Train-crash lawsuit may be heading for an early end; Adolf Hitler's "diaries" have an anniversary.

https://p.dw.com/p/3ZAL
Rescue workers used a crane to dig out the wreckage in Eschede in June 1998.Image: AP

The lawsuit over the death of 101 people in Germany's worst train accident in its postwar history may be dropped. In June of 1998, a German Rail high-speed train jumped the tracks while passing through the small town of Eschede in northern Germany. The judge set to hear the case, Michael Dölp, set a hearing date in the city of Hanover "in order to discuss further proceedings," according to news reports on Friday. While a spokesperson for the court did not acknowledge the planned meeting, sources inside the court said signs seem to point to the lawsuit being dropped. A guilty verdict seems unlikely despite the testimony of a number of expert witnesses, people close to the case said.

Twenty years ago today, the German news magazine Stern saw its circulation jump 25 percent with a cover story that shocked the nation: it claimed to have discovered a set of some sixty secret diaries written by Adolf Hitler. Two weeks later, the diaries were exposed as a "grotesquely superficial forgery" by government investigators. The magazine -- which said it could prove the veracity of the diaries -- immediately lost much of its reputation and circulation. The crisis took it and its publisher, Gruner + Jahr, years to overcome. Both the forger and the reporter who discovered the diaries received prison sentences in the case.

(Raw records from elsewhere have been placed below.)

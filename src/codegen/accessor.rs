// SPDX-License-Identifier: GPL-3.0-or-later

use std::fmt;

use super::grouping::GroupedField;
use crate::device::Access;

#[derive(Debug, Clone, Copy, PartialEq, Eq)]
pub enum Kind {
    /// Single writable bit
    Binary,
    /// Read-only bits, whatever the width
    StatusBit,
    /// Multi-bit writable value
    Value,
}

#[derive(Debug, Clone, Copy, PartialEq, Eq)]
pub enum Storage {
    U8,
    U16,
    U32,
}

#[derive(Debug, Clone, Copy, PartialEq, Eq)]
pub enum Qualifier {
    /// Read-write, left implicit in the declaration
    Default,
    ReadOnly,
    WriteOnly,
}

#[derive(Debug, Clone, Copy, PartialEq, Eq)]
pub struct Classification {
    pub kind: Kind,
    pub storage: Storage,
    pub qualifier: Qualifier,
}

impl Storage {
    pub fn for_width(bit_width: u32) -> Self {
        match bit_width {
            0..=8 => Storage::U8,
            9..=16 => Storage::U16,
            _ => Storage::U32,
        }
    }

    pub fn cpp_type(self) -> &'static str {
        match self {
            Storage::U8 => "std::uint8_t",
            Storage::U16 => "std::uint16_t",
            Storage::U32 => "std::uint32_t",
        }
    }
}

impl Qualifier {
    pub fn from_access(access: Option<Access>) -> Self {
        match access {
            None | Some(Access::ReadWrite) => Qualifier::Default,
            Some(Access::ReadOnly) => Qualifier::ReadOnly,
            Some(Access::WriteOnly) => Qualifier::WriteOnly,
        }
    }

    pub fn cpp_name(self) -> &'static str {
        match self {
            Qualifier::Default => "BitMod::RdWr",
            Qualifier::ReadOnly => "BitMod::RdOnly",
            Qualifier::WriteOnly => "BitMod::WrOnly",
        }
    }
}

pub fn classify(bit_width: u32, access: Option<Access>) -> Classification {
    let kind = if access == Some(Access::ReadOnly) {
        Kind::StatusBit
    } else if bit_width == 1 {
        Kind::Binary
    } else {
        Kind::Value
    };

    Classification {
        kind,
        storage: Storage::for_width(bit_width),
        qualifier: Qualifier::from_access(access),
    }
}

/// One entry of a register's bit list, carrying just what its declaration needs.
#[derive(Debug, Clone, PartialEq, Eq)]
pub enum BitAccessor {
    Binary { bit_offset: u32, qualifier: Qualifier },
    StatusBit { bit_offset: u32, bit_width: u32, storage: Storage },
    Value { bit_offset: u32, bit_width: u32, storage: Storage, qualifier: Qualifier },
}

impl BitAccessor {
    pub fn new(bit_width: u32, bit_offset: u32, access: Option<Access>) -> Self {
        let Classification { kind, storage, qualifier } = classify(bit_width, access);
        match kind {
            Kind::Binary => BitAccessor::Binary { bit_offset, qualifier },
            Kind::StatusBit => BitAccessor::StatusBit { bit_offset, bit_width, storage },
            Kind::Value => BitAccessor::Value { bit_offset, bit_width, storage, qualifier },
        }
    }

    pub fn render(&self) -> String {
        let mut params = vec![];

        let (type_name, bit_offset) = match *self {
            BitAccessor::Binary { bit_offset, qualifier } => {
                if qualifier != Qualifier::Default {
                    params.push(qualifier.cpp_name().to_string());
                }
                ("Binary", bit_offset)
            }
            BitAccessor::StatusBit { bit_offset, bit_width, storage } => {
                params.push(bit_width.to_string());
                if storage != Storage::U8 {
                    params.push(storage.cpp_type().to_string());
                }
                ("StatusBit", bit_offset)
            }
            BitAccessor::Value { bit_offset, bit_width, storage, qualifier } => {
                params.push(bit_width.to_string());
                if storage != Storage::U8 {
                    params.push(storage.cpp_type().to_string());
                }
                if qualifier != Qualifier::Default {
                    params.push(qualifier.cpp_name().to_string());
                }
                ("Bit", bit_offset)
            }
        };

        format!("{}<{}>{{BitPos_t{{{}}}}}", type_name, params.join(", "), bit_offset)
    }
}

impl From<&GroupedField> for BitAccessor {
    fn from(f: &GroupedField) -> Self {
        Self::new(f.bit_width, f.bit_offset, f.access)
    }
}

impl fmt::Display for BitAccessor {
    fn fmt(&self, f: &mut fmt::Formatter<'_>) -> fmt::Result {
        f.write_str(&self.render())
    }
}

#[cfg(test)]
mod tests {
    use super::*;

    #[test]
    fn read_only_wins_over_width() {
        let c = classify(1, Some(Access::ReadOnly));
        assert_eq!(c.kind, Kind::StatusBit);
        assert_eq!(c.qualifier, Qualifier::ReadOnly);
    }

    #[test]
    fn single_read_write_bit_is_binary() {
        let c = classify(1, Some(Access::ReadWrite));
        assert_eq!(c, Classification { kind: Kind::Binary, storage: Storage::U8, qualifier: Qualifier::Default });
    }

    #[test]
    fn nine_bits_need_sixteen_bit_storage() {
        let c = classify(9, None);
        assert_eq!(c, Classification { kind: Kind::Value, storage: Storage::U16, qualifier: Qualifier::Default });
    }

    #[test]
    fn storage_boundaries() {
        assert_eq!(Storage::for_width(8), Storage::U8);
        assert_eq!(Storage::for_width(16), Storage::U16);
        assert_eq!(Storage::for_width(17), Storage::U32);
        assert_eq!(Storage::for_width(32), Storage::U32);
    }

    #[test]
    fn render_binary() {
        assert_eq!(BitAccessor::new(1, 7, None).render(), "Binary<>{BitPos_t{7}}");
        assert_eq!(BitAccessor::new(1, 0, Some(Access::WriteOnly)).render(), "Binary<BitMod::WrOnly>{BitPos_t{0}}");
    }

    #[test]
    fn render_status_bit() {
        assert_eq!(BitAccessor::new(1, 5, Some(Access::ReadOnly)).render(), "StatusBit<1>{BitPos_t{5}}");
        assert_eq!(BitAccessor::new(12, 0, Some(Access::ReadOnly)).render(), "StatusBit<12, std::uint16_t>{BitPos_t{0}}");
    }

    #[test]
    fn render_value() {
        assert_eq!(BitAccessor::new(2, 3, None).render(), "Bit<2>{BitPos_t{3}}");
        assert_eq!(BitAccessor::new(32, 0, Some(Access::ReadWrite)).render(), "Bit<32, std::uint32_t>{BitPos_t{0}}");
        assert_eq!(BitAccessor::new(4, 8, Some(Access::WriteOnly)).render(), "Bit<4, BitMod::WrOnly>{BitPos_t{8}}");
        assert_eq!(BitAccessor::new(10, 0, Some(Access::WriteOnly)).render(),
            "Bit<10, std::uint16_t, BitMod::WrOnly>{BitPos_t{0}}");
    }
}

A 29-year-old mother has confessed to killing three of her young daughters between 1993 and 2001. The woman, from near the southern city of Constance, said she killed two of her daughters shortly after they were born. At her urging, a third daughter was killed by the girl's father. He is serving an eight-year prison sentence after being convicted by a court in January. The woman said her motive in all cases was fear of losing custody of the children to child protective services. "I didn't want them to take (the children) away," she said in court. "The emotions in me forced me to do it." A sentence in the case is expected in mid-May.